I’m working on QRate, a tool to backup stuff as QR codes in a PDF that can be printed.

Since I started playing with a few SSH/PGP keys recently, it became apparent that the private keys need to be properly backed up, or everything is at risk of loss.

One approach that I’ve seen around is to print the keys, because paper and ink can have good preservation capabilities (as long as you protect them properly), are mostly immune to cosmic rays and best of all are disconnected.

My search skills might have fallen recently, though. The only thing that I’ve found around is Paperkey, which seems like a drag to use in its original form because it would then require to type a lot of stuff to restore the key.

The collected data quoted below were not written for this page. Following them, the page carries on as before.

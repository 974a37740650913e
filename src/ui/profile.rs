use anyhow::Result;
use crossterm::event::{self, Event, KeyCode};
use tui::{
    backend::Backend,
    layout::{Constraint, Direction, Layout},
    style::{Color, Modifier, Style},
    text::{Span, Spans},
    widgets::{Block, Borders, Paragraph},
    Frame,
};

use crate::models::{CompanyProfile, User};
use crate::ui::components::{render_text_field, TextFieldState};
use crate::ui::{Route, NAV_HELP};

#[derive(Clone, Copy, PartialEq)]
pub enum ProfileField {
    CompanyName,
    Activity,
    Description,
    B2b2c,
}

pub struct ProfileState {
    pub user: User,
    pub company_name: TextFieldState,
    pub activity: TextFieldState,
    pub description: TextFieldState,
    pub b2b2c: TextFieldState,
    pub current_field: ProfileField,
    pub form_open: bool,
    pub editing: bool,
    pub error: Option<String>,
    pub busy: bool,
}

impl ProfileState {
    pub fn new(user: User) -> Self {
        let company_name = TextFieldState::with_value(user.company_name.clone());
        let activity = TextFieldState::with_value(user.activity.clone());
        let description = TextFieldState::with_value(user.description.clone());
        let b2b2c = TextFieldState::with_value(user.b2b2c.clone());
        Self {
            user,
            company_name,
            activity,
            description,
            b2b2c,
            current_field: ProfileField::CompanyName,
            form_open: false,
            editing: false,
            error: None,
            busy: false,
        }
    }

    /// Re-seeds the form after a successful save or a cancelled edit.
    pub fn reset_form(&mut self) {
        self.company_name = TextFieldState::with_value(self.user.company_name.clone());
        self.activity = TextFieldState::with_value(self.user.activity.clone());
        self.description = TextFieldState::with_value(self.user.description.clone());
        self.b2b2c = TextFieldState::with_value(self.user.b2b2c.clone());
        self.form_open = false;
        self.editing = false;
    }

    pub fn next_field(&mut self) {
        self.current_field = match self.current_field {
            ProfileField::CompanyName => ProfileField::Activity,
            ProfileField::Activity => ProfileField::Description,
            ProfileField::Description => ProfileField::B2b2c,
            ProfileField::B2b2c => ProfileField::CompanyName,
        };
    }

    pub fn previous_field(&mut self) {
        self.current_field = match self.current_field {
            ProfileField::CompanyName => ProfileField::B2b2c,
            ProfileField::Activity => ProfileField::CompanyName,
            ProfileField::Description => ProfileField::Activity,
            ProfileField::B2b2c => ProfileField::Description,
        };
    }

    pub fn edit_current_field(&mut self, key: KeyCode) {
        match self.current_field {
            ProfileField::CompanyName => self.company_name.handle_key(key),
            ProfileField::Activity => self.activity.handle_key(key),
            ProfileField::Description => self.description.handle_key(key),
            ProfileField::B2b2c => self.b2b2c.handle_key(key),
        }
    }

    pub fn profile(&self) -> CompanyProfile {
        CompanyProfile {
            company_name: self.company_name.value.trim().to_string(),
            activity: self.activity.value.trim().to_string(),
            description: self.description.value.trim().to_string(),
            b2b2c: self.b2b2c.value.trim().to_string(),
        }
    }
}

pub enum ProfileAction {
    Save(CompanyProfile),
    SignOut,
    Navigate(Route),
    Exit,
}

pub fn render_profile<B: Backend>(f: &mut Frame<B>, state: &mut ProfileState) {
    let chunks = Layout::default()
        .direction(Direction::Vertical)
        .margin(1)
        .constraints([
            Constraint::Length(4),
            Constraint::Length(3),
            Constraint::Length(3),
            Constraint::Length(3),
            Constraint::Length(3),
            Constraint::Length(2),
            Constraint::Min(1),
            Constraint::Length(3),
        ])
        .split(f.size());

    let header = Paragraph::new(vec![
        Spans::from(Span::styled(
            state.user.username.clone(),
            Style::default()
                .fg(Color::Cyan)
                .add_modifier(Modifier::BOLD),
        )),
        Spans::from(vec![
            Span::raw(state.user.email.clone()),
            Span::styled(
                format!("  [{}]", state.user.subscription_plan),
                Style::default().fg(Color::Magenta),
            ),
        ]),
    ])
    .block(Block::default().borders(Borders::ALL).title("Profile"));
    f.render_widget(header, chunks[0]);

    render_text_field(
        f,
        chunks[1],
        "Company name",
        &state.company_name,
        state.form_open && state.current_field == ProfileField::CompanyName,
        state.editing,
    );
    render_text_field(
        f,
        chunks[2],
        "Activity",
        &state.activity,
        state.form_open && state.current_field == ProfileField::Activity,
        state.editing,
    );
    render_text_field(
        f,
        chunks[3],
        "Description",
        &state.description,
        state.form_open && state.current_field == ProfileField::Description,
        state.editing,
    );
    render_text_field(
        f,
        chunks[4],
        "B2B / B2C",
        &state.b2b2c,
        state.form_open && state.current_field == ProfileField::B2b2c,
        state.editing,
    );

    if let Some(error) = &state.error {
        let message = Paragraph::new(error.as_str()).style(Style::default().fg(Color::Red));
        f.render_widget(message, chunks[5]);
    } else if state.busy {
        let message = Paragraph::new("Saving...").style(Style::default().fg(Color::Gray));
        f.render_widget(message, chunks[5]);
    }

    let help_text = if state.editing {
        "Enter - Save field | Esc - Cancel editing".to_string()
    } else if state.form_open {
        "Enter - Edit field | Up/Down - Navigate | S - Save | Esc - Discard changes".to_string()
    } else {
        format!("E - Edit profile | O - Sign out | Q - Quit | {NAV_HELP}")
    };
    let help = Paragraph::new(help_text)
        .style(Style::default().fg(Color::Gray))
        .block(Block::default().borders(Borders::ALL));
    f.render_widget(help, chunks[7]);
}

pub fn handle_input(state: &mut ProfileState) -> Result<Option<ProfileAction>> {
    if let Event::Key(key) = event::read()? {
        if let Some(route) = crate::ui::private_route_for_key(key.code) {
            if !state.editing {
                return Ok(Some(ProfileAction::Navigate(route)));
            }
        }

        match key.code {
            KeyCode::Esc => {
                if state.editing {
                    state.editing = false;
                } else if state.form_open {
                    state.reset_form();
                }
            }
            KeyCode::Enter if state.form_open => {
                state.editing = !state.editing;
            }
            KeyCode::Up if state.form_open && !state.editing => state.previous_field(),
            KeyCode::Down if state.form_open && !state.editing => state.next_field(),
            KeyCode::Char('e') if !state.form_open => {
                state.form_open = true;
                state.error = None;
            }
            KeyCode::Char('s') if state.form_open && !state.editing => {
                if !state.busy {
                    return Ok(Some(ProfileAction::Save(state.profile())));
                }
            }
            KeyCode::Char('o') if !state.form_open => return Ok(Some(ProfileAction::SignOut)),
            KeyCode::Char('q') if !state.form_open => return Ok(Some(ProfileAction::Exit)),
            _ if state.editing => state.edit_current_field(key.code),
            _ => {}
        }
    }
    Ok(None)
}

The page itself suggests to use QR codes and provides a couple examples, BUT (you saw it coming) it can rapidly hit the limits of encoding of a single QR code, forcing to use a Low value for redundancy. To be honest, this seems sub-optimal, because we’re talking backup here and I want the High value of redundancy.

So I played a bit with the program qrencode (in a Try with Docker way) and… I don’t know. There seems to be an option to trigger the automatic splitting of files that are bigger than the maximum size, it produces files, they seem like good ones but… I can’t read them back. So it’s proved a dead end as well.

At the end of the day, I’m thinking about doing something myself. One alternative is to use the shell and leverage command-line tools, on the other to do proper Perl programming, which I’ll probably choose.